仲間は 次々に 死の波にのまれて行った・・・


最後に あたしとジムが残り


大きな橋まで逃げて来た。



そこで ジムは このネックレスをあたしに渡し


これを兄貴に届けて欲しいと言った。


それと 兄貴ならこのネックレスの意味が


分かるとも彼は言った。
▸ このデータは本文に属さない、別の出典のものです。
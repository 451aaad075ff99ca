use anyhow::Result;

use super::SystemError;
use crate::core::{FrameInfo, GlobalUbo, PointLight, PointLightPushConstants, RenderTarget, MAX_LIGHTS};
use crate::ecs::components::{PointLightComponent, TransformComponent};
use crate::ecs::EntityManager;

/// Collects point lights into the global uniform buffer and draws their billboards.
#[derive(Debug, Default, Clone, Copy)]
pub struct PointLightSystem;

impl PointLightSystem {
    pub fn new() -> Self {
        Self
    }

    /// Copy every point light that has a transform into `ubo`.
    ///
    /// Fails without touching `ubo` when there are more than [`MAX_LIGHTS`] lights.
    pub fn update(&self, entities: &EntityManager, ubo: &mut GlobalUbo) -> Result<(), SystemError> {
        let mut lights = [PointLight::default(); MAX_LIGHTS];
        let mut count = 0;

        for (entity, light) in entities.view::<PointLightComponent>() {
            let Ok(transform) = entities.get_component::<TransformComponent>(entity) else {
                continue;
            };
            if count == MAX_LIGHTS {
                return Err(SystemError::TooManyPointLights {
                    max: MAX_LIGHTS,
                    found: count_placed_lights(entities),
                });
            }
            lights[count] = PointLight::new(transform.translation, light.color);
            count += 1;
        }

        ubo.point_lights = lights;
        ubo.num_lights = count as u32;
        Ok(())
    }

    /// Submit one billboard per light.
    pub fn render(&self, entities: &EntityManager, target: &mut dyn RenderTarget, frame: &FrameInfo) -> Result<usize> {
        let mut drawn = 0;
        for (entity, light) in entities.view::<PointLightComponent>() {
            let Ok(transform) = entities.get_component::<TransformComponent>(entity) else {
                continue;
            };
            let push = PointLightPushConstants {
                position: transform.translation.extend(1.0),
                color: light.color,
                radius: light.radius,
                _padding: [0.0; 3],
            };
            target.draw_point_light(frame, &push)?;
            drawn += 1;
        }
        Ok(drawn)
    }
}

/// Point lights that would be uploaded
fn count_placed_lights(entities: &EntityManager) -> usize {
    entities
        .view::<PointLightComponent>()
        .entities()
        .iter()
        .filter(|&&entity| entities.has_component::<TransformComponent>(entity))
        .count()
}

#[cfg(test)]
mod tests {
    use super::*;
    use glam::{Vec3, Vec4};

    fn spawn_lights(entities: &mut EntityManager, count: usize) {
        for i in 0..count {
            let light = entities.create_entity();
            entities.add_components(
                light,
                (
                    PointLightComponent::new(Vec3::ONE, 0.5),
                    TransformComponent::from_translation(Vec3::new(i as f32, 0.0, 0.0)),
                ),
            );
        }
    }

    #[test]
    fn test_lights_copied_into_ubo() {
        let mut entities = EntityManager::new();
        spawn_lights(&mut entities, 3);
        // Lights without a transform are not uploaded
        let stray = entities.create_entity();
        entities.add_component(stray, PointLightComponent::default());

        let mut ubo = GlobalUbo::default();
        PointLightSystem::new().update(&entities, &mut ubo).unwrap();

        assert_eq!(ubo.num_lights, 3);
        assert_eq!(ubo.point_lights[2].position, Vec4::new(2.0, 0.0, 0.0, 1.0));
        assert_eq!(ubo.point_lights[0].color, Vec4::new(1.0, 1.0, 1.0, 0.5));
    }

    #[test]
    fn test_exactly_max_lights() {
        let mut entities = EntityManager::new();
        spawn_lights(&mut entities, MAX_LIGHTS);

        let mut ubo = GlobalUbo::default();
        PointLightSystem::new().update(&entities, &mut ubo).unwrap();
        assert_eq!(ubo.active_lights().len(), MAX_LIGHTS);
    }

    #[test]
    fn test_too_many_lights_leaves_ubo_untouched() {
        let mut entities = EntityManager::new();
        spawn_lights(&mut entities, MAX_LIGHTS + 2);

        let mut ubo = GlobalUbo::default();
        let result = PointLightSystem::new().update(&entities, &mut ubo);

        assert_eq!(
            result,
            Err(SystemError::TooManyPointLights { max: MAX_LIGHTS, found: MAX_LIGHTS + 2 })
        );
        assert_eq!(ubo, GlobalUbo::default());
    }
}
》




そして あたしは ジムからネックレスを受け取ると


彼は 橋の向こうまで 走るぞ


と言って


2人で 全力で走り橋を渡った。



《これから・・どうするの・・》


あたしの問いに


ジムからの返事はなかった・・



あたしが 彼を方を見た時



彼は 橋の中腹辺りで止まっていた。



《何をしているの早く逃げて・・・・》



ゾンビの群れが 彼の目の前まで押し寄せていた。



『駄目だ・・・このまま 奴等を


ブルーフォレストに 近づける訳には行かない・』



《ジーーーーム・・・!!


貴方・・何をするつもりなの!!》



あたしは ジムの元まで走る。



「来るな!!


俺が ここで 奴等を食い止める・・


カイリは そのネックレスを兄貴に・・・」



彼が そう言い終わるのと同時に 彼は微笑んだ。



破裂音が響き


煙を巻き上げながら


瓦礫と共に橋は崩落して行った


あたしも爆風に巻き込まれ吹き飛び


木に激突し記憶を失った・・・



気がつけば このベットで寝ていた・・・



そして・・・・・・


また・・・・


同じベットで寝ている・・・・



カイリは 痛む身体を起こし 起き上がると


ふらつく足で ダーンのベットに向かい

彼の手にネックレスを置いた。


《これは ジムから預かった物


貴方に返すわ……》



『すまない・・・・カイリ…


俺は 誤解していたとはいえ


君には 酷ことをした・・・


許してほしいとは言わない・・・

俺は 君にした事の責任を取り


しっかりと罪を償う・・・ 』


ダーンは しっかりと謝罪した。


《ごめんなさい・・・・


あたしも早く貴方に会っていたら・・


そう思うと こんな事には・・


ごめんなさい・・・》



カイリは 頭を下げる。



『なぜ・・君が謝る・・・・・


俺が・・・・ぜん・・・・・うぐっ』



ダーンは 苦痛に襲われ気を失った。